We work with a network of cultural guides around the world in 64 different countries. Their regional expertise and native understanding of specific markets combined with our global overview and understanding of the macro context helps us better understand the interplay between local and global insights. This is crucial to successful business growth.
4. Develop a micro and macro perspective.
No consumer trend is isolated. Broader triggers will always be influencing individuals, behaviors and attitudes on a "micro," local level. At the same time, local insights will have a certain relevance at a wider social, "macro" level. The exciting, and most valuable, part is spotting the opportunities in how the two interact.
Google arguably missed out on the rise of the internet in China because it didn't tailor its product enough to how Chinese consumers were using the internet and instead were seen as a less relevant, foreign entity. Instead local competitors, like Baidu, who understood local consumers' behavior around online social and entertainment services, thrived.
Now with its sights set on the growing Indian market, Google recently unveiled a new version of its Android operating system and apps, such as YouTube, specifically designed for low-end smartphones in India. This combines Google's global, "macro" perspective with an understanding of local, "micro" consumer needs to ensure the best chance of success.
We helped Uber in a similar way last year by finding out why its new digital platform to sign-up new drivers wasn't working in their target growth market of Egypt. We discovered some barriers to entry around the use, social value and cultural meaning of the English language, internet usage and trust in digital platforms that were specific to Egypt. These "micro" insights were used to fine-tune Uber's service locally but also incorporated into the work of other teams at a regional, global, "macro" level--such as looking at the UX of the website and app--to help growth in other markets.
5. Understand local and cultural nuances and know when to adapt to them.
Reaching local consumers in the most relevant way possible is key when brands have plateaued in an existing market and want to sell more, or when they want to have the best chances of success in a new market.

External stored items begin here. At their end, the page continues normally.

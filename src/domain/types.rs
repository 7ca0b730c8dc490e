//! Shared domain types.
//!
//! These types are intentionally lightweight: a job is fully described by its
//! parameter tuples plus a destination, so jobs can be built up front and then
//! handed to the worker pool without any shared mutable state.

use std::path::PathBuf;

use chrono::{Datelike, NaiveDate};

use crate::math::{CurveError, check_params};

/// An ordered tuple of positive integers parameterizing one exponential sum.
///
/// For the calendar-date use case the tuple is `(month, day, year mod 100)`,
/// but arbitrary positive integers are accepted (`expsum nums`).
#[derive(Debug, Clone, PartialEq, Eq)]
pub struct ParamTuple(Vec<i64>);

impl ParamTuple {
    /// Build a validated tuple. Every element must be a positive integer.
    pub fn new(values: Vec<i64>) -> Result<Self, CurveError> {
        check_params(&values)?;
        Ok(Self(values))
    }

    /// Derive the `(month, day, year mod 100)` tuple for a calendar date.
    ///
    /// Years that are multiples of 100 map to a zero component and are
    /// rejected; the formula divides by each tuple element.
    pub fn from_date(date: NaiveDate) -> Result<Self, CurveError> {
        let year = i64::from(date.year()).rem_euclid(100);
        Self::new(vec![i64::from(date.month()), i64::from(date.day()), year])
    }

    pub fn values(&self) -> &[i64] {
        &self.0
    }

    /// Dash-joined label used in file names, e.g. `"12-25-24"`.
    pub fn label(&self) -> String {
        self.0
            .iter()
            .map(|n| n.to_string())
            .collect::<Vec<_>>()
            .join("-")
    }
}

/// A square, aspect-preserving viewing window around a curve.
#[derive(Debug, Clone, Copy, PartialEq)]
pub struct Viewport {
    pub center_x: f64,
    pub center_y: f64,
    pub half_extent: f64,
}

impl Viewport {
    /// Horizontal plotting range.
    pub fn x_range(&self) -> std::ops::Range<f64> {
        (self.center_x - self.half_extent)..(self.center_x + self.half_extent)
    }

    /// Vertical plotting range.
    pub fn y_range(&self) -> std::ops::Range<f64> {
        (self.center_y - self.half_extent)..(self.center_y + self.half_extent)
    }

    /// Whether a point lies inside the window (inclusive of the border,
    /// with a few ulps of slack since center and extent are themselves
    /// rounded).
    pub fn contains(&self, point: (f64, f64)) -> bool {
        let tol = 4.0 * f64::EPSILON * self.half_extent.abs().max(1.0);
        (point.0 - self.center_x).abs() <= self.half_extent + tol
            && (point.1 - self.center_y).abs() <= self.half_extent + tol
    }
}

/// What the renderer should produce for a job.
#[derive(Debug, Clone, Copy, PartialEq, Eq)]
pub enum JobKind {
    /// One curve, one static PNG.
    Plot,
    /// Up to six curves composited into one PNG.
    Grid,
    /// One curve, progressive-reveal GIF.
    Animate,
}

/// One independent unit of rendering work.
#[derive(Debug, Clone)]
pub struct RenderJob {
    pub kind: JobKind,
    /// One tuple for `Plot`/`Animate`, up to six for `Grid`.
    pub curves: Vec<ParamTuple>,
    pub dir: PathBuf,
    pub file_name: String,
}

impl RenderJob {
    pub fn path(&self) -> PathBuf {
        self.dir.join(&self.file_name)
    }
}

/// Resolved rendering options shared by every job of a run.
#[derive(Debug, Clone)]
pub struct RunConfig {
    /// Figure size; the canvas is `size * 100` pixels square.
    pub size: u32,
    /// Extra padding added to the viewport half-extent.
    pub margin: f64,
    /// Cap on displayed animation frames; longer curves are chunked.
    pub max_frames: usize,
    /// Approximate total animation playback time.
    pub duration_ms: u64,
    /// Minimum job count before the rayon pool is used.
    pub parallel_threshold: usize,
}

impl Default for RunConfig {
    fn default() -> Self {
        Self {
            size: 5,
            margin: 0.0,
            max_frames: 500,
            duration_ms: 5_000,
            parallel_threshold: 5,
        }
    }
}

#[cfg(test)]
mod tests {
    use super::*;

    #[test]
    fn tuple_from_date_uses_month_day_year_mod_100() {
        let date = NaiveDate::from_ymd_opt(2024, 12, 25).unwrap();
        let tuple = ParamTuple::from_date(date).unwrap();
        assert_eq!(tuple.values(), &[12, 25, 24]);
        assert_eq!(tuple.label(), "12-25-24");
    }

    #[test]
    fn tuple_from_century_date_is_rejected() {
        // 2000 % 100 == 0, which would mean dividing by zero in the formula.
        let date = NaiveDate::from_ymd_opt(2000, 6, 15).unwrap();
        assert!(ParamTuple::from_date(date).is_err());
    }

    #[test]
    fn tuple_rejects_non_positive_values() {
        assert!(ParamTuple::new(vec![0, 5, 3]).is_err());
        assert!(ParamTuple::new(vec![-1, 2]).is_err());
        assert!(ParamTuple::new(vec![]).is_err());
    }

    #[test]
    fn viewport_ranges_are_symmetric_around_center() {
        let vp = Viewport {
            center_x: 1.0,
            center_y: -2.0,
            half_extent: 3.0,
        };
        assert_eq!(vp.x_range(), -2.0..4.0);
        assert_eq!(vp.y_range(), -5.0..1.0);
        assert!(vp.contains((4.0, -5.0)));
        assert!(!vp.contains((4.1, 0.0)));
    }
}
//! Static single-curve PNG rendering.

use std::path::Path;

use plotters::prelude::*;
use plotters_bitmap::BitMapBackend;

use crate::domain::Viewport;
use crate::error::AppError;

use super::{PX_PER_SIZE, draw_polyline, render_error};

/// Render one curve to a square PNG of `size * 100` pixels.
pub fn render_plot(
    path: &Path,
    points: &[(f64, f64)],
    viewport: &Viewport,
    size: u32,
) -> Result<(), AppError> {
    let px = size.max(1) * PX_PER_SIZE;
    let root = BitMapBackend::new(path, (px, px)).into_drawing_area();
    root.fill(&WHITE).map_err(|e| render_error(path, e))?;
    draw_polyline(&root, viewport, points).map_err(|e| render_error(path, e))?;
    root.present().map_err(|e| render_error(path, e))?;
    Ok(())
}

The Parintins Folklore Festival is one of Brazil's largest annual festivals. It sees two local teams, blue and red, compete in re-telling folk stories in vibrant carnival-style dancing, singing and parade floats. The festival is so popular, and the competition so fierce, that the main sponsor, Coca-Cola, produces both red and blue colored cans for the event to broaden their appeal and ensure supporters of both teams buy its products.
Meanwhile, every Christmas period, 3.6 million Japanese families dine out at KFC in what has become the country's most popular festive tradition. It all stems from a 1970s ad campaign, "Kentucky For Christmas," which gave the Japanese market a ready-made Christmas tradition where previously there was void. Despite the overnight success, KFC still adapted its meal bundles to suit the market by including special cake, which had been an established part of Christmas in Japan since before KFCs entered the country.
For big and small brands alike, the challenge is how far to go in adapting the original idea and product in order to appeal to a new consumer base. Whatever decisions you make in 2018 about how to grow your business, ensure you make them with an awareness of both the global and local implications top of mind.